◆ EXERCISE GOAL ◆
Go through the data and retrieve each line that includes the string "CancellationToken".

━━━━━━

//! Board state, move model and heuristic for the N×N sliding puzzle.
//!
//! A board holds the values `1..=N²` in row-major order. The value `N²` is the
//! blank. Boards are immutable: every transition returns a new [`BoardState`].

use serde::{Deserialize, Serialize};
use std::fmt;
use std::sync::Arc;

use crate::error::{Error, Result};

/// Grid coordinate of a cell.
///
/// Used as the search action: the position of the tile that is swapped with
/// the blank. Serialized as `[row, col]`.
#[derive(Debug, Clone, Copy, PartialEq, Eq, Hash, PartialOrd, Ord, Serialize, Deserialize)]
#[serde(from = "(usize, usize)", into = "(usize, usize)")]
pub struct Position {
    pub row: usize,
    pub col: usize,
}

impl Position {
    pub fn new(row: usize, col: usize) -> Self {
        Self { row, col }
    }

    fn offset(self, (dr, dc): (isize, isize)) -> Option<Self> {
        Some(Self {
            row: self.row.checked_add_signed(dr)?,
            col: self.col.checked_add_signed(dc)?,
        })
    }

    fn distance(self, other: Position) -> usize {
        self.row.abs_diff(other.row) + self.col.abs_diff(other.col)
    }
}

impl From<(usize, usize)> for Position {
    fn from((row, col): (usize, usize)) -> Self {
        Self { row, col }
    }
}

impl From<Position> for (usize, usize) {
    fn from(pos: Position) -> Self {
        (pos.row, pos.col)
    }
}

impl fmt::Display for Position {
    fn fmt(&self, f: &mut fmt::Formatter<'_>) -> fmt::Result {
        write!(f, "({}, {})", self.row, self.col)
    }
}

/// Direction a tile slides into the blank.
#[derive(Debug, Clone, Copy, PartialEq, Eq, Hash, Serialize, Deserialize)]
pub enum Move {
    Up,
    Left,
    Down,
    Right,
}

impl Move {
    pub const ALL: [Move; 4] = [Move::Up, Move::Down, Move::Left, Move::Right];

    /// Offset from the blank to the tile that slides in this direction.
    pub fn as_offset(&self) -> (isize, isize) {
        match self {
            Move::Up => (1, 0),
            Move::Left => (0, 1),
            Move::Down => (-1, 0),
            Move::Right => (0, -1),
        }
    }

    pub fn opposite(&self) -> Self {
        match self {
            Move::Up => Move::Down,
            Move::Down => Move::Up,
            Move::Left => Move::Right,
            Move::Right => Move::Left,
        }
    }

    /// Direction in which the tile at `action` slides when swapped with the
    /// blank at `blank`, or `None` when the two cells are not adjacent.
    pub fn from_action(blank: Position, action: Position) -> Option<Self> {
        Move::ALL
            .into_iter()
            .find(|m| blank.offset(m.as_offset()) == Some(action))
    }
}

impl fmt::Display for Move {
    fn fmt(&self, f: &mut fmt::Formatter<'_>) -> fmt::Result {
        let s = match *self {
            Move::Up => "Up",
            Move::Left => "Left",
            Move::Down => "Down",
            Move::Right => "Right",
        };
        write!(f, "{}", s)
    }
}

/// Immutable N×N board.
///
/// Two boards are equal iff every cell matches, which makes the type usable as
/// a key in the frontier index and the explored set. Clones share the cell
/// storage.
#[derive(Debug, Clone, PartialEq, Eq, Hash, Serialize, Deserialize)]
#[serde(try_from = "Vec<Vec<u32>>", into = "Vec<Vec<u32>>")]
pub struct BoardState {
    size: usize,
    cells: Arc<[u32]>,
    // Index of the blank in `cells`, derived from the cells.
    blank: usize,
}

impl BoardState {
    /// Sorted goal board: `1..N²` row by row with the blank bottom right.
    pub fn goal(size: usize) -> Result<Self> {
        let area = checked_area(size)?;
        Ok(Self {
            size,
            blank: area - 1,
            cells: (1..=area as u32).collect(),
        })
    }

    /// Build a board from row-major cell values.
    pub fn from_cells(size: usize, cells: Vec<u32>) -> Result<Self> {
        let area = checked_area(size)?;
        if cells.len() != area {
            return Err(Error::invalid_board(format!(
                "expected {area} cells for a {size}x{size} board, got {}",
                cells.len()
            )));
        }

        let mut seen = vec![false; area];
        for &value in &cells {
            let index = value as usize;
            if index == 0 || index > area {
                return Err(Error::invalid_board(format!(
                    "value {value} is outside 1..={area}"
                )));
            }
            if seen[index - 1] {
                return Err(Error::invalid_board(format!("value {value} appears twice")));
            }
            seen[index - 1] = true;
        }

        let blank = cells
            .iter()
            .position(|&v| v as usize == area)
            .ok_or_else(|| Error::invalid_board("board has no blank"))?;
        Ok(Self {
            size,
            cells: cells.into(),
            blank,
        })
    }

    /// Build a board from a list of rows.
    pub fn from_rows(rows: Vec<Vec<u32>>) -> Result<Self> {
        let size = rows.len();
        if let Some(row) = rows.iter().find(|row| row.len() != size) {
            return Err(Error::invalid_board(format!(
                "board is not square: {size} rows but a row has {} cells",
                row.len()
            )));
        }
        Self::from_cells(size, rows.into_iter().flatten().collect())
    }

    pub fn size(&self) -> usize {
        self.size
    }

    pub fn cells(&self) -> &[u32] {
        &self.cells
    }

    /// Numeric value of the blank (N²).
    pub fn blank_value(&self) -> u32 {
        (self.size * self.size) as u32
    }

    pub fn rows(&self) -> Vec<Vec<u32>> {
        self.cells.chunks(self.size).map(<[u32]>::to_vec).collect()
    }

    fn index_of(&self, pos: Position) -> Option<usize> {
        (pos.row < self.size && pos.col < self.size).then_some(pos.row * self.size + pos.col)
    }

    fn position_of(&self, index: usize) -> Position {
        Position::new(index / self.size, index % self.size)
    }

    /// Position of the blank cell.
    pub fn locate_blank(&self) -> Position {
        self.position_of(self.blank)
    }

    /// Every tile that can slide into the blank: below, above, right, then
    /// left of it.
    pub fn actions(&self) -> Vec<Position> {
        let blank = self.locate_blank();
        let mut actions = Vec::with_capacity(4);

        if blank.row + 1 < self.size {
            actions.push(Position::new(blank.row + 1, blank.col));
        }
        if blank.row > 0 {
            actions.push(Position::new(blank.row - 1, blank.col));
        }
        if blank.col + 1 < self.size {
            actions.push(Position::new(blank.row, blank.col + 1));
        }
        if blank.col > 0 {
            actions.push(Position::new(blank.row, blank.col - 1));
        }
        actions
    }

    /// Board obtained by swapping the blank with the tile at `action`.
    ///
    /// # Errors
    ///
    /// [`Error::InvalidAction`] if `action` is not orthogonally adjacent to
    /// the blank.
    pub fn result(&self, action: Position) -> Result<Self> {
        let invalid = Error::InvalidAction {
            row: action.row,
            col: action.col,
        };
        let Some(index) = self.index_of(action) else {
            return Err(invalid);
        };
        if self.locate_blank().distance(action) != 1 {
            return Err(invalid);
        }

        let mut cells = self.cells.to_vec();
        cells.swap(self.blank, index);
        Ok(Self {
            size: self.size,
            cells: cells.into(),
            blank: index,
        })
    }

    /// Slide the neighbouring tile in direction `movement` into the blank.
    pub fn apply_move(&self, movement: Move) -> Result<Self> {
        let tile = self
            .locate_blank()
            .offset(movement.as_offset())
            .filter(|pos| self.index_of(*pos).is_some())
            .ok_or(Error::IllegalMove { movement })?;
        self.result(tile)
    }

    /// Sum of the grid distances between every cell and its goal position.
    ///
    /// The blank is counted as tile N² with target (N−1, N−1), so the value is
    /// zero exactly when the board is solved.
    pub fn manhattan_distance(&self) -> u32 {
        let mut distance = 0;
        for i in 0..self.size {
            for j in 0..self.size {
                let target = (self.cells[i * self.size + j] - 1) as usize;
                let target_row = target / self.size;
                let target_col = target % self.size;
                distance += i.abs_diff(target_row) + j.abs_diff(target_col);
            }
        }
        distance as u32
    }

    pub fn is_solved(&self) -> bool {
        self.cells
            .iter()
            .enumerate()
            .all(|(index, &value)| value as usize == index + 1)
    }

    /// Whether the goal board is reachable from this one.
    ///
    /// Odd sizes need an even number of inversions among the tiles. Even sizes
    /// need the inversion count plus the blank's row to be odd.
    pub fn is_solvable(&self) -> bool {
        let inversions = self.count_inversions();
        let empty_row = self.locate_blank().row;

        if self.size % 2 == 1 {
            inversions % 2 == 0
        } else {
            (inversions + empty_row) % 2 == 1
        }
    }

    /// Write the grid row by row. Every cell is right-aligned to the width of
    /// the blank value and passed through `style` with its position and value;
    /// the blank's text is empty padding.
    pub fn write_grid<W: fmt::Write>(
        &self,
        out: &mut W,
        mut style: impl FnMut(Position, u32, String) -> String,
    ) -> fmt::Result {
        let width = self.blank_value().to_string().len();
        for (index, &val) in self.cells.iter().enumerate() {
            let text = if val == self.blank_value() {
                format!("{:>width$}", "")
            } else {
                format!("{:>width$}", val)
            };
            write!(out, "{} ", style(self.position_of(index), val, text))?;
            if (index + 1) % self.size == 0 {
                writeln!(out)?;
            }
        }
        Ok(())
    }

    fn count_inversions(&self) -> usize {
        let blank = self.blank_value();
        self.cells
            .iter()
            .enumerate()
            .filter(|&(_, &val)| val != blank)
            .map(|(i, &val)| {
                self.cells[i + 1..]
                    .iter()
                    .filter(|&&next| next != blank && next < val)
                    .count()
            })
            .sum()
    }
}

/// Number of cells of a `size`×`size` board, which must fit the `u32` values.
fn checked_area(size: usize) -> Result<usize> {
    if size < 2 {
        return Err(Error::invalid_board(format!(
            "board size must be at least 2, got {size}"
        )));
    }
    size.checked_mul(size)
        .filter(|&area| u32::try_from(area).is_ok())
        .ok_or_else(|| Error::invalid_board(format!("board size {size} is too large")))
}

impl TryFrom<Vec<Vec<u32>>> for BoardState {
    type Error = Error;

    fn try_from(rows: Vec<Vec<u32>>) -> Result<Self> {
        Self::from_rows(rows)
    }
}

impl From<BoardState> for Vec<Vec<u32>> {
    fn from(board: BoardState) -> Self {
        board.rows()
    }
}

impl fmt::Display for BoardState {
    fn fmt(&self, f: &mut fmt::Formatter<'_>) -> fmt::Result {
        self.write_grid(f, |_, _, text| text)
    }
}
//! Best-first (A*-shaped) graph search over puzzle boards.
//!
//! A [`Search`] owns its frontier, explored set and node arena. It moves from
//! `Running` to either `Solved` or `Failed`, one expansion per call to
//! [`Search::step`]. [`Solver`] wraps a search with its configuration and runs
//! it to completion.

pub mod frontier;
pub mod node;

use log::{debug, info, warn};
use serde::Serialize;
use std::collections::HashSet;
use std::sync::atomic::{AtomicBool, Ordering};
use std::sync::Arc;

use crate::error::{AbortReason, Error, Result};
use crate::puzzle::{BoardState, Position};

pub use frontier::Frontier;
pub use node::{reconstruct, Node, NodeArena, NodeId};

const DEFAULT_PROGRESS_INTERVAL: usize = 10_000;

/// Tuning knobs for a search run.
#[derive(Debug, Clone, Copy, PartialEq, Eq)]
pub struct SearchConfig {
    /// Abort once this many boards have been expanded.
    pub max_expansions: Option<usize>,
    /// Reject unsolvable boards before searching.
    pub check_parity: bool,
    /// Log progress every this many expansions. Zero disables it.
    pub progress_interval: usize,
}

impl Default for SearchConfig {
    fn default() -> Self {
        Self {
            max_expansions: None,
            check_parity: true,
            progress_interval: DEFAULT_PROGRESS_INTERVAL,
        }
    }
}

/// Shared flag used to stop a running search from another thread.
#[derive(Debug, Clone, Default)]
pub struct CancellationToken(Arc<AtomicBool>);

impl CancellationToken {
    pub fn new() -> Self {
        Self::default()
    }

    pub fn cancel(&self) {
        self.0.store(true, Ordering::Relaxed);
    }

    pub fn is_cancelled(&self) -> bool {
        self.0.load(Ordering::Relaxed)
    }
}

/// Counters collected during a search run.
#[derive(Debug, Clone, Copy, Default, PartialEq, Eq, Serialize)]
pub struct SearchStats {
    /// Boards removed from the frontier.
    pub explored: usize,
    /// Nodes added to the frontier, the root included.
    pub generated: usize,
    /// Largest frontier size observed.
    pub max_frontier: usize,
}

/// Actions solving a board, first move first.
#[derive(Debug, Clone, PartialEq, Eq, Serialize)]
pub struct Solution {
    pub actions: Vec<Position>,
    pub stats: SearchStats,
}

/// Outcome of a single search step.
#[derive(Debug)]
pub enum Step {
    Running,
    Solved(Solution),
    Failed(Error),
}

/// Terminal state of a search, kept so later steps repeat it.
#[derive(Debug, Clone)]
enum Outcome {
    Solved(Solution),
    Exhausted,
    Aborted(AbortReason),
    InvalidAction(Position),
}

impl Outcome {
    fn to_step(&self, explored: usize) -> Step {
        match self {
            Outcome::Solved(solution) => Step::Solved(solution.clone()),
            Outcome::Exhausted => Step::Failed(Error::NoSolution { explored }),
            Outcome::Aborted(reason) => Step::Failed(Error::SearchAborted {
                explored,
                reason: *reason,
            }),
            Outcome::InvalidAction(pos) => Step::Failed(Error::InvalidAction {
                row: pos.row,
                col: pos.col,
            }),
        }
    }
}

/// One run of the search.
pub struct Search {
    config: SearchConfig,
    cancel: Option<CancellationToken>,
    frontier: Frontier,
    explored: HashSet<BoardState>,
    arena: NodeArena,
    stats: SearchStats,
    outcome: Option<Outcome>,
}

impl Search {
    /// Start a search from `board`.
    ///
    /// # Errors
    ///
    /// [`Error::InvalidBoard`] when parity checking is enabled and the goal is
    /// unreachable from `board`.
    pub fn new(board: BoardState, config: SearchConfig) -> Result<Self> {
        if config.check_parity && !board.is_solvable() {
            return Err(Error::invalid_board(
                "tile permutation parity makes the goal unreachable",
            ));
        }

        let mut frontier = Frontier::new();
        frontier.add(Node::root(board));
        Ok(Self {
            config,
            cancel: None,
            frontier,
            explored: HashSet::new(),
            arena: NodeArena::new(),
            stats: SearchStats {
                explored: 0,
                generated: 1,
                max_frontier: 1,
            },
            outcome: None,
        })
    }

    pub fn with_cancellation(mut self, token: CancellationToken) -> Self {
        self.cancel = Some(token);
        self
    }

    pub fn stats(&self) -> SearchStats {
        self.stats
    }

    /// Whether the search reached `Solved` or `Failed`.
    pub fn is_finished(&self) -> bool {
        self.outcome.is_some()
    }

    /// Expand at most one node.
    ///
    /// Once the search is solved or failed, every further call returns the
    /// same outcome without touching the frontier.
    pub fn step(&mut self) -> Step {
        if self.outcome.is_none() {
            self.outcome = self.expand_next();
        }
        match &self.outcome {
            None => Step::Running,
            Some(outcome) => outcome.to_step(self.stats.explored),
        }
    }

    fn expand_next(&mut self) -> Option<Outcome> {
        if let Some(reason) = self.abort_reason() {
            warn!(
                "search aborted after {} expansions: {reason}",
                self.stats.explored
            );
            return Some(Outcome::Aborted(reason));
        }

        let Ok(current) = self.frontier.remove() else {
            return Some(Outcome::Exhausted);
        };
        self.stats.explored += 1;
        self.log_progress(&current);

        if current.h == 0 {
            info!(
                "solved in {} moves after exploring {} boards",
                current.g, self.stats.explored
            );
            return Some(Outcome::Solved(Solution {
                actions: reconstruct(&current, &self.arena),
                stats: self.stats,
            }));
        }

        self.explored.insert(current.state.clone());
        let actions = current.state.actions();
        let g = current.g;
        let state = current.state.clone();
        let id = self.arena.push(current);

        for action in actions {
            let Ok(child_state) = state.result(action) else {
                return Some(Outcome::InvalidAction(action));
            };
            if self.frontier.contains_state(&child_state) || self.explored.contains(&child_state) {
                continue;
            }
            if self.frontier.add(Node::child(id, g, action, child_state)) {
                self.stats.generated += 1;
            }
        }
        self.stats.max_frontier = self.stats.max_frontier.max(self.frontier.len());

        None
    }

    /// Step until the search is solved or fails.
    pub fn run(mut self) -> Result<Solution> {
        loop {
            match self.step() {
                Step::Running => {}
                Step::Solved(solution) => return Ok(solution),
                Step::Failed(e) => return Err(e),
            }
        }
    }

    fn abort_reason(&self) -> Option<AbortReason> {
        if self.cancel.as_ref().is_some_and(CancellationToken::is_cancelled) {
            return Some(AbortReason::Cancelled);
        }
        match self.config.max_expansions {
            Some(limit) if self.stats.explored >= limit => Some(AbortReason::ExpansionLimit(limit)),
            _ => None,
        }
    }

    fn log_progress(&self, current: &Node) {
        let interval = self.config.progress_interval;
        if interval > 0 && self.stats.explored % interval == 0 {
            debug!(
                "explored {} boards, frontier {} (g={}, h={})",
                self.stats.explored,
                self.frontier.len(),
                current.g,
                current.h
            );
        }
    }
}

/// Runs searches with a fixed configuration.
#[derive(Debug, Clone, Default)]
pub struct Solver {
    config: SearchConfig,
    cancel: Option<CancellationToken>,
}

impl Solver {
    pub fn new(config: SearchConfig) -> Self {
        Self {
            config,
            cancel: None,
        }
    }

    pub fn with_cancellation(mut self, token: CancellationToken) -> Self {
        self.cancel = Some(token);
        self
    }

    /// Search for a move sequence that turns `board` into the goal.
    ///
    /// # Errors
    ///
    /// [`Error::InvalidBoard`] for a board failing the parity check,
    /// [`Error::NoSolution`] when the reachable boards are exhausted, and
    /// [`Error::SearchAborted`] on cancellation or when the expansion cap is hit.
    pub fn solve(&self, board: &BoardState) -> Result<Solution> {
        let mut search = Search::new(board.clone(), self.config)?;
        if let Some(token) = &self.cancel {
            search = search.with_cancellation(token.clone());
        }
        search.run()
    }
}

/// Solve `board` with the default configuration and return the actions.
pub fn solve(board: &BoardState) -> Result<Vec<Position>> {
    Solver::default().solve(board).map(|solution| solution.actions)
}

━━━━━━

◆ ANSWER BOX ◆
pub struct CancellationToken(Arc<AtomicBool>);
impl CancellationToken {
    cancel: Option<CancellationToken>,
    pub fn with_cancellation(mut self, token: CancellationToken) -> Self {
        if self.cancel.as_ref().is_some_and(CancellationToken::is_cancelled) {
    cancel: Option<CancellationToken>,
    pub fn with_cancellation(mut self, token: CancellationToken) -> Self {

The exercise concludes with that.